[Data items]

------

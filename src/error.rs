//! Failure payloads carried by [`AsyncResult`](crate::AsyncResult)
//!
//! A failure is either *raw* (nobody has looked at it yet) or *processed*
//! (it already received user-facing treatment). Processed errors keep the
//! error they replaced so the full cause chain can still be printed.

use std::any::Any;
use std::fmt;
use std::sync::Arc;

/// The settled value of an [`AsyncResult`](crate::AsyncResult)
pub type Outcome<T> = std::result::Result<T, Error>;

/// Failure payload of an [`AsyncResult`](crate::AsyncResult)
///
/// # Examples
///
/// ```rust
/// use resultex::Error;
///
/// let raw = Error::from("connection refused");
/// assert!(!raw.is_processed());
///
/// let processed = raw.into_processed("could not reach the server");
/// assert!(processed.is_processed());
/// assert_eq!(processed.message(), "could not reach the server");
/// ```
#[derive(Debug, Clone, thiserror::Error)]
pub enum Error {
    /// A failure nobody has handled yet
    #[error(transparent)]
    Raw(#[from] RawError),

    /// A failure that was already surfaced to the user
    #[error(transparent)]
    Processed(#[from] ProcessedError),
}

impl Error {
    /// Create a raw error from a message
    pub fn msg(message: impl Into<String>) -> Self {
        Error::Raw(RawError::new(message))
    }

    /// Create a raw error from any standard error, keeping it as the source
    pub fn new<E>(error: E) -> Self
    where
        E: std::error::Error + Send + Sync + 'static,
    {
        Error::Raw(RawError::with_source(error.to_string(), error))
    }

    /// Human readable message of this failure
    pub fn message(&self) -> &str {
        match self {
            Error::Raw(raw) => raw.message(),
            Error::Processed(processed) => processed.message(),
        }
    }

    /// Fold several failures into one raw error, see [`RawError::aggregate`]
    pub fn aggregate(failures: Vec<Error>) -> Self {
        Error::Raw(RawError::aggregate(failures))
    }

    /// Whether this failure was already processed
    pub fn is_processed(&self) -> bool {
        matches!(self, Error::Processed(_))
    }

    /// Wrap this error as processed with a new message.
    ///
    /// Wrapping always happens, even for an already processed error; use
    /// [`Error::process`] for the idempotent variant.
    pub fn into_processed(self, message: impl Into<String>) -> Self {
        Error::Processed(ProcessedError::new(message, self))
    }

    /// Mark this error as processed, keeping its message.
    ///
    /// Already processed errors are returned unchanged.
    pub fn process(self) -> Self {
        match self {
            Error::Raw(raw) => {
                let message = raw.message().to_string();
                Error::Processed(ProcessedError::new(message, Error::Raw(raw)))
            }
            processed => processed,
        }
    }

    /// Formatted trace of this error and every cause behind it
    pub fn trace(&self) -> String {
        match self {
            Error::Raw(raw) => raw.trace(),
            Error::Processed(processed) => processed.trace(),
        }
    }

    pub(crate) fn from_panic(payload: Box<dyn Any + Send>) -> Self {
        let message = if let Some(text) = payload.downcast_ref::<&str>() {
            (*text).to_string()
        } else if let Some(text) = payload.downcast_ref::<String>() {
            text.clone()
        } else {
            "unknown panic payload".to_string()
        };

        tracing::error!(panic = %message, "callback panicked inside a result chain");
        Error::msg(format!("panicked: {message}"))
    }
}

impl From<&str> for Error {
    fn from(message: &str) -> Self {
        Error::msg(message)
    }
}

impl From<String> for Error {
    fn from(message: String) -> Self {
        Error::msg(message)
    }
}

/// Equality compares messages and processing state, not sources
impl PartialEq for Error {
    fn eq(&self, other: &Self) -> bool {
        self.is_processed() == other.is_processed() && self.message() == other.message()
    }
}

/// A failure that has not been handled yet
#[derive(Clone, thiserror::Error)]
#[error("{message}")]
pub struct RawError {
    message: String,
    #[source]
    source: Option<Arc<dyn std::error::Error + Send + Sync + 'static>>,
    failures: Vec<Error>,
}

impl RawError {
    /// Create a raw error without a source
    pub fn new(message: impl Into<String>) -> Self {
        Self {
            message: message.into(),
            source: None,
            failures: Vec::new(),
        }
    }

    /// Create a raw error that remembers what caused it
    pub fn with_source<E>(message: impl Into<String>, source: E) -> Self
    where
        E: std::error::Error + Send + Sync + 'static,
    {
        Self {
            message: message.into(),
            source: Some(Arc::new(source)),
            failures: Vec::new(),
        }
    }

    /// Create a raw error standing for several failures at once
    ///
    /// The message lists every failure in order.
    pub fn aggregate(failures: Vec<Error>) -> Self {
        let listed: Vec<&str> = failures.iter().map(Error::message).collect();
        Self {
            message: format!("{} joined results failed: {}", failures.len(), listed.join("; ")),
            source: None,
            failures,
        }
    }

    /// The error message
    pub fn message(&self) -> &str {
        &self.message
    }

    /// The failures folded into this one, empty unless built by
    /// [`RawError::aggregate`]
    pub fn failures(&self) -> &[Error] {
        &self.failures
    }

    fn trace(&self) -> String {
        let mut trace = format!("Error: {}", self.message);
        let mut cause = self
            .source
            .as_deref()
            .map(|source| source as &(dyn std::error::Error + 'static));

        // Error::new copies the source's message
        if let Some(source) = cause {
            if source.to_string() == self.message {
                cause = source.source();
            }
        }
        while let Some(source) = cause {
            trace.push_str(&format!("\nCaused by: {source}"));
            cause = source.source();
        }

        for (index, failure) in self.failures.iter().enumerate() {
            trace.push_str(&format!("\nFailure {}: {}", index + 1, failure.trace()));
        }
        trace
    }
}

impl fmt::Debug for RawError {
    fn fmt(&self, f: &mut fmt::Formatter<'_>) -> fmt::Result {
        f.debug_struct("RawError")
            .field("message", &self.message)
            .field("source", &self.source.as_ref().map(|s| s.to_string()))
            .field("failures", &self.failures)
            .finish()
    }
}

/// Error marking a failure as already surfaced to the user
///
/// The replaced error is kept as [`ProcessedError::original`] and is reported
/// as the `source` of this one.
#[derive(Debug, Clone, thiserror::Error)]
#[error("{message}")]
pub struct ProcessedError {
    message: String,
    #[source]
    original: Box<Error>,
}

impl ProcessedError {
    /// Wrap `original` under a new user-facing message
    pub fn new(message: impl Into<String>, original: Error) -> Self {
        Self {
            message: message.into(),
            original: Box::new(original),
        }
    }

    /// The user-facing message
    pub fn message(&self) -> &str {
        &self.message
    }

    /// The error this one replaced
    pub fn original(&self) -> &Error {
        &self.original
    }

    /// Own trace followed by the original error's trace
    pub fn trace(&self) -> String {
        format!(
            "ProcessedError: {}\nCaused by: {}",
            self.message,
            self.original.trace()
        )
    }
}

------

YOUR OBJECTIVE: From the data above, give every line again exactly as it appears.

FINAL ANSWER:
filename src/error.rs
//! Failure payloads carried by [`AsyncResult`](crate::AsyncResult)
//!
//! A failure is either *raw* (nobody has looked at it yet) or *processed*
//! (it already received user-facing treatment). Processed errors keep the
//! error they replaced so the full cause chain can still be printed.

use std::any::Any;
use std::fmt;
use std::sync::Arc;

/// The settled value of an [`AsyncResult`](crate::AsyncResult)
pub type Outcome<T> = std::result::Result<T, Error>;

/// Failure payload of an [`AsyncResult`](crate::AsyncResult)
///
/// # Examples
///
/// ```rust
/// use resultex::Error;
///
/// let raw = Error::from("connection refused");
/// assert!(!raw.is_processed());
///
/// let processed = raw.into_processed("could not reach the server");
/// assert!(processed.is_processed());
/// assert_eq!(processed.message(), "could not reach the server");
/// ```
#[derive(Debug, Clone, thiserror::Error)]
pub enum Error {
    /// A failure nobody has handled yet
    #[error(transparent)]
    Raw(#[from] RawError),

    /// A failure that was already surfaced to the user
    #[error(transparent)]
    Processed(#[from] ProcessedError),
}

impl Error {
    /// Create a raw error from a message
    pub fn msg(message: impl Into<String>) -> Self {
        Error::Raw(RawError::new(message))
    }

    /// Create a raw error from any standard error, keeping it as the source
    pub fn new<E>(error: E) -> Self
    where
        E: std::error::Error + Send + Sync + 'static,
    {
        Error::Raw(RawError::with_source(error.to_string(), error))
    }

    /// Human readable message of this failure
    pub fn message(&self) -> &str {
        match self {
            Error::Raw(raw) => raw.message(),
            Error::Processed(processed) => processed.message(),
        }
    }

    /// Fold several failures into one raw error, see [`RawError::aggregate`]
    pub fn aggregate(failures: Vec<Error>) -> Self {
        Error::Raw(RawError::aggregate(failures))
    }

    /// Whether this failure was already processed
    pub fn is_processed(&self) -> bool {
        matches!(self, Error::Processed(_))
    }

    /// Wrap this error as processed with a new message.
    ///
    /// Wrapping always happens, even for an already processed error; use
    /// [`Error::process`] for the idempotent variant.
    pub fn into_processed(self, message: impl Into<String>) -> Self {
        Error::Processed(ProcessedError::new(message, self))
    }

    /// Mark this error as processed, keeping its message.
    ///
    /// Already processed errors are returned unchanged.
    pub fn process(self) -> Self {
        match self {
            Error::Raw(raw) => {
                let message = raw.message().to_string();
                Error::Processed(ProcessedError::new(message, Error::Raw(raw)))
            }
            processed => processed,
        }
    }

    /// Formatted trace of this error and every cause behind it
    pub fn trace(&self) -> String {
        match self {
            Error::Raw(raw) => raw.trace(),
            Error::Processed(processed) => processed.trace(),
        }
    }

    pub(crate) fn from_panic(payload: Box<dyn Any + Send>) -> Self {
        let message = if let Some(text) = payload.downcast_ref::<&str>() {
            (*text).to_string()
        } else if let Some(text) = payload.downcast_ref::<String>() {
            text.clone()
        } else {
            "unknown panic payload".to_string()
        };

        tracing::error!(panic = %message, "callback panicked inside a result chain");
        Error::msg(format!("panicked: {message}"))
    }
}

impl From<&str> for Error {
    fn from(message: &str) -> Self {
        Error::msg(message)
    }
}

impl From<String> for Error {
    fn from(message: String) -> Self {
        Error::msg(message)
    }
}

/// Equality compares messages and processing state, not sources
impl PartialEq for Error {
    fn eq(&self, other: &Self) -> bool {
        self.is_processed() == other.is_processed() && self.message() == other.message()
    }
}

/// A failure that has not been handled yet
#[derive(Clone, thiserror::Error)]
#[error("{message}")]
pub struct RawError {
    message: String,
    #[source]
    source: Option<Arc<dyn std::error::Error + Send + Sync + 'static>>,
    failures: Vec<Error>,
}

impl RawError {
    /// Create a raw error without a source
    pub fn new(message: impl Into<String>) -> Self {
        Self {
            message: message.into(),
            source: None,
            failures: Vec::new(),
        }
    }

    /// Create a raw error that remembers what caused it
    pub fn with_source<E>(message: impl Into<String>, source: E) -> Self
    where
        E: std::error::Error + Send + Sync + 'static,
    {
        Self {
            message: message.into(),
            source: Some(Arc::new(source)),
            failures: Vec::new(),
        }
    }

    /// Create a raw error standing for several failures at once
    ///
    /// The message lists every failure in order.
    pub fn aggregate(failures: Vec<Error>) -> Self {
        let listed: Vec<&str> = failures.iter().map(Error::message).collect();
        Self {
            message: format!("{} joined results failed: {}", failures.len(), listed.join("; ")),
            source: None,
            failures,
        }
    }

    /// The error message
    pub fn message(&self) -> &str {
        &self.message
    }

    /// The failures folded into this one, empty unless built by
    /// [`RawError::aggregate`]
    pub fn failures(&self) -> &[Error] {
        &self.failures
    }

    fn trace(&self) -> String {
        let mut trace = format!("Error: {}", self.message);
        let mut cause = self
            .source
            .as_deref()
            .map(|source| source as &(dyn std::error::Error + 'static));

        // Error::new copies the source's message
        if let Some(source) = cause {
            if source.to_string() == self.message {
                cause = source.source();
            }
        }
        while let Some(source) = cause {
            trace.push_str(&format!("\nCaused by: {source}"));
            cause = source.source();
        }

        for (index, failure) in self.failures.iter().enumerate() {
            trace.push_str(&format!("\nFailure {}: {}", index + 1, failure.trace()));
        }
        trace
    }
}

impl fmt::Debug for RawError {
    fn fmt(&self, f: &mut fmt::Formatter<'_>) -> fmt::Result {
        f.debug_struct("RawError")
            .field("message", &self.message)
            .field("source", &self.source.as_ref().map(|s| s.to_string()))
            .field("failures", &self.failures)
            .finish()
    }
}

/// Error marking a failure as already surfaced to the user
///
/// The replaced error is kept as [`ProcessedError::original`] and is reported
/// as the `source` of this one.
#[derive(Debug, Clone, thiserror::Error)]
#[error("{message}")]
pub struct ProcessedError {
    message: String,
    #[source]
    original: Box<Error>,
}

impl ProcessedError {
    /// Wrap `original` under a new user-facing message
    pub fn new(message: impl Into<String>, original: Error) -> Self {
        Self {
            message: message.into(),
            original: Box::new(original),
        }
    }

    /// The user-facing message
    pub fn message(&self) -> &str {
        &self.message
    }

    /// The error this one replaced
    pub fn original(&self) -> &Error {
        &self.original
    }

    /// Own trace followed by the original error's trace
    pub fn trace(&self) -> String {
        format!(
            "ProcessedError: {}\nCaused by: {}",
            self.message,
            self.original.trace()
        )
    }
}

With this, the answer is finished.